(The input Opens)

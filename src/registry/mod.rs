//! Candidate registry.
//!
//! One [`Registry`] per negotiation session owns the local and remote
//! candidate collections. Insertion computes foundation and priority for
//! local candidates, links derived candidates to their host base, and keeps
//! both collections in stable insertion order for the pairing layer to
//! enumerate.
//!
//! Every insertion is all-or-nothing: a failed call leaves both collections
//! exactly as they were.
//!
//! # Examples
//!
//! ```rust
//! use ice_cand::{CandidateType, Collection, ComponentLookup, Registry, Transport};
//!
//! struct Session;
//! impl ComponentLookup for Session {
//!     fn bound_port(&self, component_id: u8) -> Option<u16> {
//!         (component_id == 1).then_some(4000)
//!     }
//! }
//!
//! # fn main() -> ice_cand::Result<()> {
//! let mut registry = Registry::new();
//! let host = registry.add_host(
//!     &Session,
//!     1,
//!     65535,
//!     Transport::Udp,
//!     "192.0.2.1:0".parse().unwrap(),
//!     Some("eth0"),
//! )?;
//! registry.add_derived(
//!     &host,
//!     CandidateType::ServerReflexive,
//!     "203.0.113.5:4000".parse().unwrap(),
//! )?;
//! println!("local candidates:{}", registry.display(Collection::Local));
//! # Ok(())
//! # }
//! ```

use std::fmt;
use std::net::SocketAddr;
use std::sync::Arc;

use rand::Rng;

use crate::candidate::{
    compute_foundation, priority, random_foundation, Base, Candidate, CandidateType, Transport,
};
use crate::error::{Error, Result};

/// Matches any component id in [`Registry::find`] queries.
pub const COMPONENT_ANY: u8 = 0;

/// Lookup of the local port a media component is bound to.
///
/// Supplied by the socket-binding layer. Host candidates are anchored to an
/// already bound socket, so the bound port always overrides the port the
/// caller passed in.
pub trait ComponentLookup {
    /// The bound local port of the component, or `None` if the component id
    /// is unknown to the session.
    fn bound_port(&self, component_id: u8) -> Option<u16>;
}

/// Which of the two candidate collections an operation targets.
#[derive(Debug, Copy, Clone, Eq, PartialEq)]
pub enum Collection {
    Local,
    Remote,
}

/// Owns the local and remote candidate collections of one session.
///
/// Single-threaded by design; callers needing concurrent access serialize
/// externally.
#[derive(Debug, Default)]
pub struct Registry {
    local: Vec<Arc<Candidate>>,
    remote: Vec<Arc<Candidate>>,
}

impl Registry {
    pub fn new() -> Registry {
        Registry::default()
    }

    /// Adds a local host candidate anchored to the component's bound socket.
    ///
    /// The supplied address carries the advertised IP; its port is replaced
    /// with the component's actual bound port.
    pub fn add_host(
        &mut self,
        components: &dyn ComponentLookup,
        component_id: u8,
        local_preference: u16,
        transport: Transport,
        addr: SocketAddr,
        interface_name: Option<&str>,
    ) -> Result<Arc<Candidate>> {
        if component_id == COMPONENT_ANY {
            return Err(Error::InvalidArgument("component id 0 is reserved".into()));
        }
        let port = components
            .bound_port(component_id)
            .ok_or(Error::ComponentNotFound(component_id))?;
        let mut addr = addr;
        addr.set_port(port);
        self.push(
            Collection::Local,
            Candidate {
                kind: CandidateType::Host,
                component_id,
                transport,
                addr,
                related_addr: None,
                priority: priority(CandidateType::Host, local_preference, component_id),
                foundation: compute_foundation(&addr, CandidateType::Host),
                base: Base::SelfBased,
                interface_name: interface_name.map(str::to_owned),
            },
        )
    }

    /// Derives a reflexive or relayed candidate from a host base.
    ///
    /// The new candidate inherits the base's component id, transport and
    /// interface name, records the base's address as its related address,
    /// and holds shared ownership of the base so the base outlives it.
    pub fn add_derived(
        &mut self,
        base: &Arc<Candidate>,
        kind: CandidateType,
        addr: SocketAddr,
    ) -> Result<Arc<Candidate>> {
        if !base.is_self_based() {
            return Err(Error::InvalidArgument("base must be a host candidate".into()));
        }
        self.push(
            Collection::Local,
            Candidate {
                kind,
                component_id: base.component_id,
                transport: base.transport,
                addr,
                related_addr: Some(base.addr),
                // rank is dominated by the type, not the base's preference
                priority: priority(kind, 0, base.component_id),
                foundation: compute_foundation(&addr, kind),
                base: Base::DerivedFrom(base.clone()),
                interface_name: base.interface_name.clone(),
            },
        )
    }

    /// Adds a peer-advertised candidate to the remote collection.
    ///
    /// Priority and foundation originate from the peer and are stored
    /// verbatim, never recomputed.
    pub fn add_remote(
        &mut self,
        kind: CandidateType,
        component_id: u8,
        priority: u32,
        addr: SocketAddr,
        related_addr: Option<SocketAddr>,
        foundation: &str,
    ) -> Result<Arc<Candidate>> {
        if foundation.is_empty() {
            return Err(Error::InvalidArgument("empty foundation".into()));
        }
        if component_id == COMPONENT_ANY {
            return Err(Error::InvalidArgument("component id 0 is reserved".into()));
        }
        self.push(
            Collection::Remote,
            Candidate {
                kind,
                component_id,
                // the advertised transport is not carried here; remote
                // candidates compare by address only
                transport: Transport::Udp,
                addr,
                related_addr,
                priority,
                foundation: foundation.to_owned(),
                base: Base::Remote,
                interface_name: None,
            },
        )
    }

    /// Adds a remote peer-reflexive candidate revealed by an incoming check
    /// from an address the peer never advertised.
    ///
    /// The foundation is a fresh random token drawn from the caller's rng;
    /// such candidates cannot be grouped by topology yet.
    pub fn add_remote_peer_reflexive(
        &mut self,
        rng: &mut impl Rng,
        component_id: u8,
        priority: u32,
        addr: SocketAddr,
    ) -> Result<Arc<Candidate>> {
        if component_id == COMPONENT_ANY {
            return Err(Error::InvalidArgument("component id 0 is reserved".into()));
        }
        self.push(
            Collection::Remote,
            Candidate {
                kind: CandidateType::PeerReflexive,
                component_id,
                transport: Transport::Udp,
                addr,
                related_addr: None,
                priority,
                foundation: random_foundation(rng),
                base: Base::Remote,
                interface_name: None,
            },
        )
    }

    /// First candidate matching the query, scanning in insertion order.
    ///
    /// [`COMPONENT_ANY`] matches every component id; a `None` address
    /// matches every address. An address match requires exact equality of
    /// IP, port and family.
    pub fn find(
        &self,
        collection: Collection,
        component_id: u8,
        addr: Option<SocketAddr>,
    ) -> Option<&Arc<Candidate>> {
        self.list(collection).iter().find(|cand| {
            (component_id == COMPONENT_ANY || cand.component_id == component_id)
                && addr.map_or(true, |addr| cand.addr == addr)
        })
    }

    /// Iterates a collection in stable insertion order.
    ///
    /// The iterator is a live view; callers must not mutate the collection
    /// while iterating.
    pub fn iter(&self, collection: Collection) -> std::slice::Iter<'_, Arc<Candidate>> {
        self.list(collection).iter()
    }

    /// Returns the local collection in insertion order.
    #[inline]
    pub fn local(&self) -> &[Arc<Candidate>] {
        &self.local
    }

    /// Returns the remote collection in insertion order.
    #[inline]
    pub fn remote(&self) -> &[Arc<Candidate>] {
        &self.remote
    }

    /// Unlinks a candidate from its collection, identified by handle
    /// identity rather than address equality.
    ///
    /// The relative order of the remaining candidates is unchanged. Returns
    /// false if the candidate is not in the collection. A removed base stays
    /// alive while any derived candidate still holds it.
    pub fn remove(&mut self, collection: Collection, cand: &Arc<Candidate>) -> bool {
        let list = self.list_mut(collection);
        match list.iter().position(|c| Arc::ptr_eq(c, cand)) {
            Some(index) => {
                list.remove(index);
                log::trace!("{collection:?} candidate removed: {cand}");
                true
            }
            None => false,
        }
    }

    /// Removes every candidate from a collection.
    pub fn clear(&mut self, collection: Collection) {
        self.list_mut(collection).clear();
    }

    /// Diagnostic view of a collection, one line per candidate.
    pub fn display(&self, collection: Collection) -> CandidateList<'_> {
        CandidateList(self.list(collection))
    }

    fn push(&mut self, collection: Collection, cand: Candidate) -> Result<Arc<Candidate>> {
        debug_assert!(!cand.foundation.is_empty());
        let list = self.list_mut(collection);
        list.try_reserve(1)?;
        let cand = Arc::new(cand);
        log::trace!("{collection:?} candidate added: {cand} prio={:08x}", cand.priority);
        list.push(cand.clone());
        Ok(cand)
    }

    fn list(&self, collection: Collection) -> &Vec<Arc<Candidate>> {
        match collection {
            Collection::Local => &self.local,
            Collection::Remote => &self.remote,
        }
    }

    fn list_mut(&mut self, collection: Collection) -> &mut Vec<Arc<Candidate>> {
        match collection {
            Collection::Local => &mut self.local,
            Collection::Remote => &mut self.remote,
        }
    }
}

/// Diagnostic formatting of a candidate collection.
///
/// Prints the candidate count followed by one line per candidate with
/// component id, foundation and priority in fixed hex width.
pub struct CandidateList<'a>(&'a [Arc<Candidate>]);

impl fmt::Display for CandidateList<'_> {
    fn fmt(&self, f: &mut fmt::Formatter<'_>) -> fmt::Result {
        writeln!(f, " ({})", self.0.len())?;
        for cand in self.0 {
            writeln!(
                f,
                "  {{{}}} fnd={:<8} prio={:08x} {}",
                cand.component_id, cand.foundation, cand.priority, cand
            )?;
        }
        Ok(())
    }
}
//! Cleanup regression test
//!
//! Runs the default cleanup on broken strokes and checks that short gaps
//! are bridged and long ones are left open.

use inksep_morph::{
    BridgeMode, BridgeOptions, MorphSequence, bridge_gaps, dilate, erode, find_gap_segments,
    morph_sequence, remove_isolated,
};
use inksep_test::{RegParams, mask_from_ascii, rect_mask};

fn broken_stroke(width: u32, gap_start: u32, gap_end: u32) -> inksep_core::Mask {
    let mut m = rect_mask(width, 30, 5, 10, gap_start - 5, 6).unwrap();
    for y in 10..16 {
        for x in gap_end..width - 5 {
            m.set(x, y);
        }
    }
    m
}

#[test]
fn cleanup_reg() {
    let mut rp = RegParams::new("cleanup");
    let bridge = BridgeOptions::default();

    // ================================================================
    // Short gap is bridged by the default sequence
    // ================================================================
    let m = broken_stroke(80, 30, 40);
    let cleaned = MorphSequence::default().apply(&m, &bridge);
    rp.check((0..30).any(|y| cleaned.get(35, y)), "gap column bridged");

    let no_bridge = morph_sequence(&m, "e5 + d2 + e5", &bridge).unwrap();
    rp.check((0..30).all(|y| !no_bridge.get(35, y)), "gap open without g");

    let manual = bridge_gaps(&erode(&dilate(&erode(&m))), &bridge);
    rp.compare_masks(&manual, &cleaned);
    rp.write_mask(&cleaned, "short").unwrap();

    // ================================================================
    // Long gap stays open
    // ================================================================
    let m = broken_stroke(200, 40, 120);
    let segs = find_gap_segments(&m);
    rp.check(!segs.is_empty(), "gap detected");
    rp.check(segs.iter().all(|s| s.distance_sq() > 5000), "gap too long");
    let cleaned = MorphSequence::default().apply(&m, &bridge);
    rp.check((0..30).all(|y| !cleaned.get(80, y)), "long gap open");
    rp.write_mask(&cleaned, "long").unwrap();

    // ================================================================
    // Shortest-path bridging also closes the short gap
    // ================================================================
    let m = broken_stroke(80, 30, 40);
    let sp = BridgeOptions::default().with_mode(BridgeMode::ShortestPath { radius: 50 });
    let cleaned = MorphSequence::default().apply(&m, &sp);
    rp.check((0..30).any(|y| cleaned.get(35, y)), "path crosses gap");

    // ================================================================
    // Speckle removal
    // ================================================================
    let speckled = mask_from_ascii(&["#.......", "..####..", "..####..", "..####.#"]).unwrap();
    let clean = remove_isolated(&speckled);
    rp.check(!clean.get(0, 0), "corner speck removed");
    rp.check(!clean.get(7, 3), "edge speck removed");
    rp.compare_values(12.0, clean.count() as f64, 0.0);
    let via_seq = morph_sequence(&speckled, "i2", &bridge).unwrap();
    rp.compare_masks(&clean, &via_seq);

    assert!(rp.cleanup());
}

(The input Closes)

- **Task objective**
The lines needed run from the first line of the data through the line containing "caller passed in."; give them again exactly and nothing else.

- **Reply**
filename src/registry/mod.rs
//! Candidate registry.
//!
//! One [`Registry`] per negotiation session owns the local and remote
//! candidate collections. Insertion computes foundation and priority for
//! local candidates, links derived candidates to their host base, and keeps
//! both collections in stable insertion order for the pairing layer to
//! enumerate.
//!
//! Every insertion is all-or-nothing: a failed call leaves both collections
//! exactly as they were.
//!
//! # Examples
//!
//! ```rust
//! use ice_cand::{CandidateType, Collection, ComponentLookup, Registry, Transport};
//!
//! struct Session;
//! impl ComponentLookup for Session {
//!     fn bound_port(&self, component_id: u8) -> Option<u16> {
//!         (component_id == 1).then_some(4000)
//!     }
//! }
//!
//! # fn main() -> ice_cand::Result<()> {
//! let mut registry = Registry::new();
//! let host = registry.add_host(
//!     &Session,
//!     1,
//!     65535,
//!     Transport::Udp,
//!     "192.0.2.1:0".parse().unwrap(),
//!     Some("eth0"),
//! )?;
//! registry.add_derived(
//!     &host,
//!     CandidateType::ServerReflexive,
//!     "203.0.113.5:4000".parse().unwrap(),
//! )?;
//! println!("local candidates:{}", registry.display(Collection::Local));
//! # Ok(())
//! # }
//! ```

use std::fmt;
use std::net::SocketAddr;
use std::sync::Arc;

use rand::Rng;

use crate::candidate::{
    compute_foundation, priority, random_foundation, Base, Candidate, CandidateType, Transport,
};
use crate::error::{Error, Result};

/// Matches any component id in [`Registry::find`] queries.
pub const COMPONENT_ANY: u8 = 0;

/// Lookup of the local port a media component is bound to.
///
/// Supplied by the socket-binding layer. Host candidates are anchored to an
/// already bound socket, so the bound port always overrides the port the
/// caller passed in.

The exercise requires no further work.